ICSI Treatment In India
Intracytoplasmic sperm injection Treatment in india
ICSI (intracytoplasmic sperm injection) is a procedure that can be used as part of an IVF (in vitro fertilisation) treatment. It was introduced in 1992 and was welcomed as a breakthrough in fertility treatment where the problem is on the man’s side.
Since then ICSI has become the most successful technique in male infertility treatment, replacing other techniques such as SUZI (subzonal sperm insertion), which gave sperm a head start by injecting them through the outer layer of the egg.Approximately 10% of couples attempting their first pregnancy meet with failure. Most authorities define these patients as primarily infertile if they have been unable to achieve a pregnancy after one year of unprotected intercourse.
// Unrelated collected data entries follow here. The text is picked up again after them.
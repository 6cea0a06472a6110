//! Task endpoints.
//!
//! Every task mutation ends with a project status recompute, keeping the
//! aggregate in step with the task set. Recomputation is idempotent, so
//! racing mutations settle on whatever the final task set implies.

use axum::{
    extract::{Extension, Path},
    http::{HeaderMap, StatusCode},
    response::IntoResponse,
    Json,
};
use serde::{Deserialize, Serialize};
use sqlx::PgPool;
use std::sync::Arc;
use utoipa::ToSchema;
use uuid::Uuid;

use super::auth::{session::require_auth, AuthState};
use super::projects::status::{self, TaskStatus};
use super::projects::storage as project_storage;
use crate::api::error::{ApiError, ForbiddenReason};

pub(crate) mod storage;

#[derive(Debug, Deserialize, ToSchema)]
pub struct CreateTaskRequest {
    pub title: String,
    pub description: Option<String>,
    pub status: Option<TaskStatus>,
}

#[derive(Debug, Deserialize, ToSchema)]
pub struct UpdateTaskStatusRequest {
    pub status: TaskStatus,
}

#[derive(Debug, Serialize, ToSchema)]
#[serde(rename_all = "camelCase")]
pub struct TaskResponse {
    pub id: String,
    pub project_id: String,
    pub title: String,
    pub description: Option<String>,
    pub status: String,
    pub is_archived: bool,
    pub created_at: String,
}

#[utoipa::path(
    post,
    path = "/projects/{project_id}/tasks",
    request_body = CreateTaskRequest,
    params(("project_id" = String, Path, description = "Project id")),
    responses(
        (status = 201, description = "Task created", body = TaskResponse),
        (status = 400, description = "Invalid input", body = String),
        (status = 403, description = "Caller is not a project member"),
        (status = 404, description = "Project not found")
    ),
    tag = "tasks"
)]
pub async fn create_task(
    Path(project_id): Path<Uuid>,
    headers: HeaderMap,
    pool: Extension<PgPool>,
    auth_state: Extension<Arc<AuthState>>,
    payload: Option<Json<CreateTaskRequest>>,
) -> Result<impl IntoResponse, ApiError> {
    let principal = require_auth(&headers, &pool, &auth_state).await?;

    let Some(Json(request)) = payload else {
        return Err(ApiError::Validation("Missing payload".to_string()));
    };

    let title = request.title.trim();
    if title.is_empty() {
        return Err(ApiError::Validation("Task title is required".to_string()));
    }

    if project_storage::fetch_project(&pool, project_id)
        .await?
        .is_none()
    {
        return Err(ApiError::NotFound("Project not found"));
    }
    if !project_storage::is_project_member(&pool, project_id, principal.account_id).await? {
        return Err(ApiError::Forbidden(ForbiddenReason::ProjectMembership));
    }

    let description = request
        .description
        .as_deref()
        .map(str::trim)
        .filter(|value| !value.is_empty());
    let task_status = request.status.unwrap_or(TaskStatus::NotStarted);

    let task = storage::insert_task(&pool, project_id, title, description, task_status).await?;
    status::recompute(&pool, project_id).await?;

    Ok((StatusCode::CREATED, Json(task.to_response())))
}

#[utoipa::path(
    put,
    path = "/tasks/{task_id}/status",
    request_body = UpdateTaskStatusRequest,
    params(("task_id" = String, Path, description = "Task id")),
    responses(
        (status = 200, description = "Task status updated", body = TaskResponse),
        (status = 403, description = "Caller is not a project member"),
        (status = 404, description = "Task not found")
    ),
    tag = "tasks"
)]
pub async fn update_task_status(
    Path(task_id): Path<Uuid>,
    headers: HeaderMap,
    pool: Extension<PgPool>,
    auth_state: Extension<Arc<AuthState>>,
    payload: Option<Json<UpdateTaskStatusRequest>>,
) -> Result<impl IntoResponse, ApiError> {
    let principal = require_auth(&headers, &pool, &auth_state).await?;

    let Some(Json(request)) = payload else {
        return Err(ApiError::Validation("Missing payload".to_string()));
    };

    let task = storage::fetch_task(&pool, task_id)
        .await?
        .ok_or(ApiError::NotFound("Task not found"))?;

    if !project_storage::is_project_member(&pool, task.project_id, principal.account_id).await? {
        return Err(ApiError::Forbidden(ForbiddenReason::ProjectMembership));
    }

    let updated = storage::update_task_status(&pool, task_id, request.status).await?;
    status::recompute(&pool, task.project_id).await?;

    Ok(Json(updated.to_response()))
}

#[utoipa::path(
    post,
    path = "/tasks/{task_id}/archive",
    params(("task_id" = String, Path, description = "Task id")),
    responses(
        (status = 200, description = "Task archived", body = TaskResponse),
        (status = 403, description = "Caller is not a project member"),
        (status = 404, description = "Task not found")
    ),
    tag = "tasks"
)]
pub async fn archive_task(
    Path(task_id): Path<Uuid>,
    headers: HeaderMap,
    pool: Extension<PgPool>,
    auth_state: Extension<Arc<AuthState>>,
) -> Result<impl IntoResponse, ApiError> {
    let principal = require_auth(&headers, &pool, &auth_state).await?;

    let task = storage::fetch_task(&pool, task_id)
        .await?
        .ok_or(ApiError::NotFound("Task not found"))?;

    if !project_storage::is_project_member(&pool, task.project_id, principal.account_id).await? {
        return Err(ApiError::Forbidden(ForbiddenReason::ProjectMembership));
    }

    let archived = storage::archive_task(&pool, task_id).await?;
    // Archived tasks drop out of the aggregate.
    status::recompute(&pool, task.project_id).await?;

    Ok(Json(archived.to_response()))
}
How it’s done As with standard IVF treatment, the woman will be given fertility drugs to stimulate her ovaries to develop several mature eggs for fertilisation. (Women normally release only one egg a month.) Once the eggs are ready, the man and the woman undergo separate procedures.
The man may produce a sperm sample himself by masturbating into a cup, but if there is no sperm in his semen, doctors can retrieve sperm from the man. In most cases the sperm is extracted with a needle from a testicle under anaesthetic.
If this doesn’t remove enough sperm, the doctor will take a biopsy of testicular tissue, which sometimes has sperm attached. This procedure is called testicular sperm extraction (TESE). It’s sometimes done before the treatment cycle begins, and the retrieved sperms are frozen.
After giving the woman a local anaesthetic, the doctor will remove her eggs using a fine, hollow needle. (An ultrasound helps the doctor locate the eggs.) A lab technician then isolates individual sperm and injects them into individual eggs. Two days later the fertilised eggs become balls of cells called embryos.
The procedure then follows the same steps as in IVF. The doctor transplants one or two embryos into the woman’s uterus through her cervix using a thin catheter. A maximum of three embryos can be transferred if the woman is over 40 years old and is using her own eggs, one or two if she is using donor eggs. Extra embryos, if there are any, may be frozen in case this cycle isn’t successful.
One embryo may attach to the uterine wall and continue to grow. After about two weeks, the woman can take a pregnancy test.